No jest obłędny sernik, jak miłość... "What is this thing called love?" ??? Be Webster, posłuchajcie
No i się zaczęło - jaki ser, kiedy jajka, jak te jajka, z pianą, czy bez, w jakiej kolejności, ucierać coś na parze, tfu nie nie nie. Receptur zebrałam -naście, dobrych rad -dziesiąt. Kilka prób wykonałam, kilka bardzo udanych nawet, aż doszłam do ostatecznego przepisu, ale gdy tylko upiekłam tę właśnie wersję (październik 2006 roku!), wpadłam w bezbrzeżny zachwyt. Nad sobą, nad sernikiem, nad absolutnie wybitnymi umiejętnościami, które właśnie posiadłam i nikomu oddawać nie zamierzałam.

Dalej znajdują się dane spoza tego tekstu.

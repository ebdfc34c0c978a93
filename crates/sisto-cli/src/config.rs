/// Debug script presetting breakpoints before the debuggee starts.
#[derive(Debug, PartialEq, knus::Decode)]
pub struct DebugScript {
    /// Breakpoints to register at startup.
    #[knus(children(name = "break"))]
    pub breakpoints: Vec<BreakDirective>,
}

/// One preset breakpoint.
#[derive(Debug, PartialEq, knus::Decode)]
pub struct BreakDirective {
    /// Location text (`file:line`, `line` or `name()`).
    #[knus(argument)]
    pub location: String,

    /// Guard condition.
    #[knus(property)]
    pub condition: Option<String>,

    /// Whether the breakpoint deletes itself after its first effective hit.
    #[knus(property, default)]
    pub temporary: bool,

    /// Effective hits to pass silently before stopping.
    #[knus(property, default)]
    pub ignore: u64,
}

#[cfg(test)]
mod tests {
    use super::{BreakDirective, DebugScript};

    #[test]
    fn parse_from_kdl_empty() {
        let script = knus::parse::<DebugScript>("<content>", "")
            .map_err(miette::Report::new)
            .expect("parse kdl");

        assert_eq!(script, DebugScript { breakpoints: vec![] });
    }

    #[test]
    fn parse_from_kdl_with_breaks() {
        let script = knus::parse::<DebugScript>(
            "<content>",
            indoc::indoc! {r#"
                break "countdown.si:3" condition="i == 2"
                break "sum()" temporary=#true ignore=1
            "#},
        )
        .map_err(miette::Report::new)
        .expect("parse kdl");

        assert_eq!(
            script,
            DebugScript {
                breakpoints: vec![
                    BreakDirective {
                        location: "countdown.si:3".to_owned(),
                        condition: Some("i == 2".to_owned()),
                        temporary: false,
                        ignore: 0,
                    },
                    BreakDirective {
                        location: "sum()".to_owned(),
                        condition: None,
                        temporary: true,
                        ignore: 1,
                    },
                ]
            }
        );
    }
}
/// Error type of this crate.
#[derive(thiserror::Error, Debug, PartialEq, Eq)]
pub enum Error {
    /// A call named a function the program does not define.
    #[error("unknown function {0}")]
    UnknownFunction(String),

    /// A load named a variable with no local or global binding.
    #[error("name '{0}' is not defined")]
    UndefinedVariable(String),

    /// An instruction needed more operands than the stack holds.
    #[error("operand stack underflow in {0}")]
    StackUnderflow(String),

    /// An operation was applied to values it does not support.
    #[error("unsupported operand types: {0}")]
    Type(String),

    /// An exception unwound past the outermost activation.
    #[error("uncaught exception: {0}")]
    Uncaught(String),

    /// The debugger tore the program down.
    #[error("terminated by debugger")]
    Terminated,
}

/// Result type of this crate.
pub type Result<T> = core::result::Result<T, Error>;
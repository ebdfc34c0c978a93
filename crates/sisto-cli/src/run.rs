use std::ffi::OsStr;
use std::io::Write;
use std::path::Path;
use std::sync::Arc;

use miette::IntoDiagnostic;
use sisto_engine::engine::StopDecisionEngine;
use sisto_engine::hook::{EventHookAdapter, GlobalHook, MaskedHook};
use sisto_engine::session::DebugSession;
use sisto_runtime::{Error, ExprEvaluator, FrameHandle, Vm};

use crate::config::DebugScript;
use crate::repl::{InteractiveProcessor, StdSink};
use crate::resolve::resolve_location;

/// Runs the subcommand for debugging a demo program.
pub fn evaluate_run(
    config: Option<String>,
    breakpoints: Vec<String>,
    no_entry_stop: bool,
    fire_all: bool,
    demo: String,
) -> miette::Result<i32> {
    let program = crate::demos::demo_program(&demo)
        .ok_or_else(|| miette::miette!("unknown demo {demo:?} (see `sisto demos`)"))?;
    let program = Arc::new(program);

    let engine = Arc::new(StopDecisionEngine::new(ExprEvaluator));
    engine.set_sink(Box::new(StdSink));

    if let Some(config) = config {
        let script = parse_debug_script(config)?;

        for directive in script.breakpoints {
            let mut spec = resolve_location(&program, &directive.location).into_diagnostic()?;
            spec.condition = directive.condition;
            spec.temporary = directive.temporary;

            let number = engine.add_breakpoint(spec).into_diagnostic()?;

            if directive.ignore > 0 {
                engine
                    .set_breakpoint_ignore(number, directive.ignore)
                    .into_diagnostic()?;
            }
        }
    }

    for location in breakpoints {
        let spec = resolve_location(&program, &location).into_diagnostic()?;
        engine.add_breakpoint(spec).into_diagnostic()?;
    }

    if !no_entry_stop {
        // suspend before the debuggee's first event, like an entry prompt
        engine.arm_step(1);
    }

    let processor = InteractiveProcessor::new(program.clone());
    let session = Arc::new(DebugSession::new(engine, processor));

    let vm = Vm::new((*program).clone());

    let result = if fire_all {
        run_under(&vm, &GlobalHook::new(session.clone()))
    } else {
        run_under(&vm, &MaskedHook::new(session.clone()))
    };

    let stats = session.stats();
    tracing::info!(
        events = stats.events,
        stops = stats.stops,
        reentrancy_skips = stats.reentrancy_skips,
        "session finished"
    );

    let mut stdout = std::io::stdout();

    match result {
        Ok(value) => {
            let _ = writeln!(stdout, "program finished, returned {value}");
            Ok(0)
        }
        Err(Error::Terminated) => {
            let _ = writeln!(stdout, "terminated");
            Ok(2)
        }
        Err(Error::Uncaught(message)) => {
            let _ = writeln!(stdout, "uncaught exception: {message}");
            Ok(1)
        }
        Err(error) => Err(error).into_diagnostic(),
    }
}

fn run_under<H>(vm: &Vm, hook: &H) -> sisto_runtime::Result<sisto_runtime::Value>
where
    H: EventHookAdapter<FrameHandle>,
{
    vm.run("main", Vec::new(), hook)
}

fn parse_debug_script(config: String) -> miette::Result<DebugScript> {
    let path = Path::new(&config);

    let script = if let Some((filename, "kdl")) = path
        .file_name()
        .and_then(OsStr::to_str)
        .zip(path.extension().and_then(OsStr::to_str))
    {
        let content = std::fs::read_to_string(path).into_diagnostic()?;
        knus::parse(filename, &content)?
    } else {
        knus::parse("<content>", &config)?
    };

    Ok(script)
}
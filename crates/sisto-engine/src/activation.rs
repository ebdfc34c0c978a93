use std::fmt;
use std::hash::Hash;

/// Stable identity of one live activation record.
///
/// The host runtime assigns a fresh identity to every activation it creates;
/// identities are never reused while the debuggee runs, so two handles with
/// the same [`FrameId`] refer to the same live call.
#[derive(Clone, Copy, Debug, PartialEq, Eq, Hash, PartialOrd, Ord)]
pub struct FrameId(pub u64);

impl fmt::Display for FrameId {
    fn fmt(&self, f: &mut fmt::Formatter<'_>) -> fmt::Result {
        write!(f, "#{}", self.0)
    }
}

/// Opaque handle over one live call's frame state, provided by the
/// instrumented runtime.
///
/// Handles are cheap to clone (the runtime is expected to back them with a
/// shared pointer) and stay readable while the debuggee is suspended. The
/// engine itself never retains a handle past the decision it was part of;
/// only the [`FrameId`] and the (file, line) pair are remembered across
/// events.
pub trait Activation: Clone {
    /// Identity of the code unit (function, method, ...) this activation
    /// executes.
    type Code: Clone + Eq + Hash + fmt::Debug;

    /// Runtime value type, carried opaquely in event payloads.
    type Value: Clone + fmt::Debug;

    /// Stable identity of this activation.
    fn frame_id(&self) -> FrameId;

    /// Identity of the executed code unit.
    fn code(&self) -> Self::Code;

    /// Source file the executed code was defined in.
    fn file(&self) -> &str;

    /// Source line currently executing.
    fn line(&self) -> u32;

    /// Offset of the instruction currently executing.
    fn instr_offset(&self) -> u32;

    /// Handle over the calling activation, `None` at the outermost call.
    fn caller(&self) -> Option<Self>;

    /// Number of caller links between the outermost activation and this one.
    ///
    /// O(depth); callers that examine depth per event should go through the
    /// cache kept by the stepping controller instead of re-walking the
    /// chain.
    fn call_depth(&self) -> usize {
        let mut depth = 0;
        let mut current = self.caller();

        while let Some(activation) = current {
            depth += 1;
            current = activation.caller();
        }

        depth
    }
}
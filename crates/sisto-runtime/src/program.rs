use std::fmt;
use std::sync::Arc;

use indexmap::IndexMap;

use crate::value::Value;

/// Identity of a code unit (one function), stable for the lifetime of the
/// program.
#[derive(Clone, PartialEq, Eq, Hash)]
pub struct CodeId(Arc<str>);

impl CodeId {
    /// Function name this identity stands for.
    #[must_use]
    pub fn name(&self) -> &str {
        &self.0
    }
}

impl fmt::Debug for CodeId {
    fn fmt(&self, f: &mut fmt::Formatter<'_>) -> fmt::Result {
        f.write_str(&self.0)
    }
}

impl fmt::Display for CodeId {
    fn fmt(&self, f: &mut fmt::Formatter<'_>) -> fmt::Result {
        f.write_str(&self.0)
    }
}

/// One bytecode instruction.
#[derive(Clone, Debug, PartialEq)]
pub enum Instr {
    /// Push a constant.
    Const(Value),

    /// Push the value bound to a name (locals first, then globals).
    Load(String),

    /// Pop into a local binding.
    Store(String),

    /// Pop into a global binding.
    StoreGlobal(String),

    /// Pop two operands, push their sum (ints) or concatenation (strs).
    Add,

    /// Pop two operands, push their difference.
    Sub,

    /// Pop two operands, push whether the first is less than the second.
    Lt,

    /// Pop two operands, push their equality.
    Eq,

    /// Jump to an instruction index.
    Jump(usize),

    /// Pop a value; jump to an instruction index when it is falsy.
    JumpIfFalse(usize),

    /// Call a function with `argc` stacked arguments.
    Call {
        /// Name of the callee.
        function: String,
        /// Number of arguments popped from the stack.
        argc: usize,
    },

    /// Return the top of stack to the caller.
    Ret,

    /// Raise an exception with the given message; it unwinds every
    /// activation (the language has no handlers).
    Raise(String),
}

/// One compiled function.
#[derive(Clone, Debug)]
pub struct Function {
    code_id: CodeId,
    file: Arc<str>,
    params: Vec<String>,
    code: Vec<(u32, Instr)>,
}

impl Function {
    /// Identity of this function.
    #[must_use]
    pub fn code_id(&self) -> &CodeId {
        &self.code_id
    }

    /// Source file the function was defined in.
    #[must_use]
    pub fn file(&self) -> &Arc<str> {
        &self.file
    }

    /// Parameter names, in binding order.
    #[must_use]
    pub fn params(&self) -> &[String] {
        &self.params
    }

    /// Instructions with their source lines.
    #[must_use]
    pub fn code(&self) -> &[(u32, Instr)] {
        &self.code
    }

    /// Source line of the first instruction.
    #[must_use]
    pub fn first_line(&self) -> u32 {
        self.code.first().map_or(0, |(line, _)| *line)
    }
}

/// A compiled program: an ordered set of functions sharing one source file.
#[derive(Clone, Debug, Default)]
pub struct Program {
    functions: IndexMap<String, Function>,
}

impl Program {
    /// Starts building a program whose functions live in `file`.
    #[must_use]
    pub fn builder(file: impl Into<String>) -> ProgramBuilder {
        ProgramBuilder {
            file: Arc::from(file.into()),
            functions: IndexMap::new(),
        }
    }

    /// Looks a function up by name.
    #[must_use]
    pub fn function(&self, name: &str) -> Option<&Function> {
        self.functions.get(name)
    }

    /// Function names in definition order.
    pub fn function_names(&self) -> impl Iterator<Item = &str> {
        self.functions.keys().map(String::as_str)
    }
}

/// Builder for [`Program`].
pub struct ProgramBuilder {
    file: Arc<str>,
    functions: IndexMap<String, Function>,
}

impl ProgramBuilder {
    /// Defines a function; its body is emitted through the closure.
    #[must_use]
    pub fn function(
        mut self,
        name: &str,
        params: &[&str],
        body: impl FnOnce(&mut FunctionBuilder),
    ) -> Self {
        let mut builder = FunctionBuilder {
            line: 0,
            code: Vec::new(),
        };

        body(&mut builder);

        self.functions.insert(
            name.to_owned(),
            Function {
                code_id: CodeId(Arc::from(name)),
                file: self.file.clone(),
                params: params.iter().map(|p| (*p).to_owned()).collect(),
                code: builder.code,
            },
        );

        self
    }

    /// Finishes the program.
    #[must_use]
    pub fn build(self) -> Program {
        Program {
            functions: self.functions,
        }
    }
}

/// Emits the body of one function.
pub struct FunctionBuilder {
    line: u32,
    code: Vec<(u32, Instr)>,
}

impl FunctionBuilder {
    /// Sets the source line the following instructions belong to.
    pub fn at(&mut self, line: u32) -> &mut Self {
        self.line = line;
        self
    }

    /// Emits one instruction on the current line.
    pub fn op(&mut self, instr: Instr) -> &mut Self {
        self.code.push((self.line, instr));
        self
    }

    /// Index the next emitted instruction will have; useful as a jump
    /// target when emitting loops.
    #[must_use]
    pub fn here(&self) -> usize {
        self.code.len()
    }

    /// Emits a constant push.
    pub fn constant(&mut self, value: impl Into<Value>) -> &mut Self {
        self.op(Instr::Const(value.into()))
    }

    /// Emits a load of a name.
    pub fn load(&mut self, name: &str) -> &mut Self {
        self.op(Instr::Load(name.to_owned()))
    }

    /// Emits a store into a local binding.
    pub fn store(&mut self, name: &str) -> &mut Self {
        self.op(Instr::Store(name.to_owned()))
    }

    /// Emits a store into a global binding.
    pub fn store_global(&mut self, name: &str) -> &mut Self {
        self.op(Instr::StoreGlobal(name.to_owned()))
    }

    /// Emits a call.
    pub fn call(&mut self, function: &str, argc: usize) -> &mut Self {
        self.op(Instr::Call {
            function: function.to_owned(),
            argc,
        })
    }

    /// Emits a return of the top of stack.
    pub fn ret(&mut self) -> &mut Self {
        self.op(Instr::Ret)
    }

    /// Emits a raise.
    pub fn raise(&mut self, message: &str) -> &mut Self {
        self.op(Instr::Raise(message.to_owned()))
    }

    /// Points the jump emitted at instruction index `at` to `target`.
    ///
    /// Forward jumps are emitted with a placeholder target and resolved
    /// once the landing index is known.
    pub fn resolve_jump(&mut self, at: usize, target: usize) -> &mut Self {
        if let Some((_, Instr::Jump(t) | Instr::JumpIfFalse(t))) = self.code.get_mut(at) {
            *t = target;
        }

        self
    }
}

Sernik był delikatny, lekuchny, puszysty. Bez spodu, kratki, lukru, czekolady - sauté. Natentychmiast zapisałam go w moim elektronicznym kajeciku ze wszelkimi ochami i achami i wskazówkami. Toć jeśli coś jest tak wybitne, to nie może ulecieć z dziurawej pamięci! A zapisałam sobie tak "...smakuje jak słodki obłok dryfujący na letnim niebie. Delikatnie rozpływa się w ustach pozwalając rozkoszować się każdym kęsem. Jeśli podasz go lekko podgrzany, goście nigdy nie zapomną tego niebiańskiego smaku".... i co Wy na to? no grafomania, że aż wstyd, ale od tej pory "w świat" (czyli do pichcących koleżanek) wysyłałam go pod tym właśnie tytułem "słodki obłok". I do dziś kilka z nich naprawdę się nim zachwyca. Zatem bardzo Was przepraszam, ale chyba już musi tak pozostać. Inaczej nigdy nie będę pamiętała, o który sernik chodzi.
Słodki obłok jest wilgotny, wcale nie za słodki, z zaledwie lekką nutą cytrynową, absolutnie przepyszny. Ze wszystkich klasycznych pieczonych serników to zdecydowanie mój nr 1. Bardzo prosty do zrobienia. Spróbuj podać z sosem malinowym z podduszonych malin z łyżką demerary lub czekoladowym z czekolady deserowej ze śmietanką.Jaka wersja podania nie zostanie wybrana, pamiętaj proszę, by sos podać osobno w sosjerce do samodzielnego polewania. Sernik jest bardzo delikatny i błyskawicznie nasiąka.
Sernik słodki obłok
500 g twarogu President - albo innego, 3x mielonego, niesłonego, byle bardzo puszystego
250 g serka naturalnego Twój Smak
7 jaj
1/2 łyżeczki ekstraktu wanilii
150g* drobnego cukru
skórka otarta z dwóch cytryn
2 łyżki mąki pszennej
Rozgrzej piekarnik do 170°C (bez termoobiegu)
Przygotuj okrągłą tortownicę z odpinanym bokiem (o średnicy ok. 24-26 cm) - wyłóż ją papierem do pieczenia (spód i boki). Wszystkie składniki powinny mieć temperaturę pokojową.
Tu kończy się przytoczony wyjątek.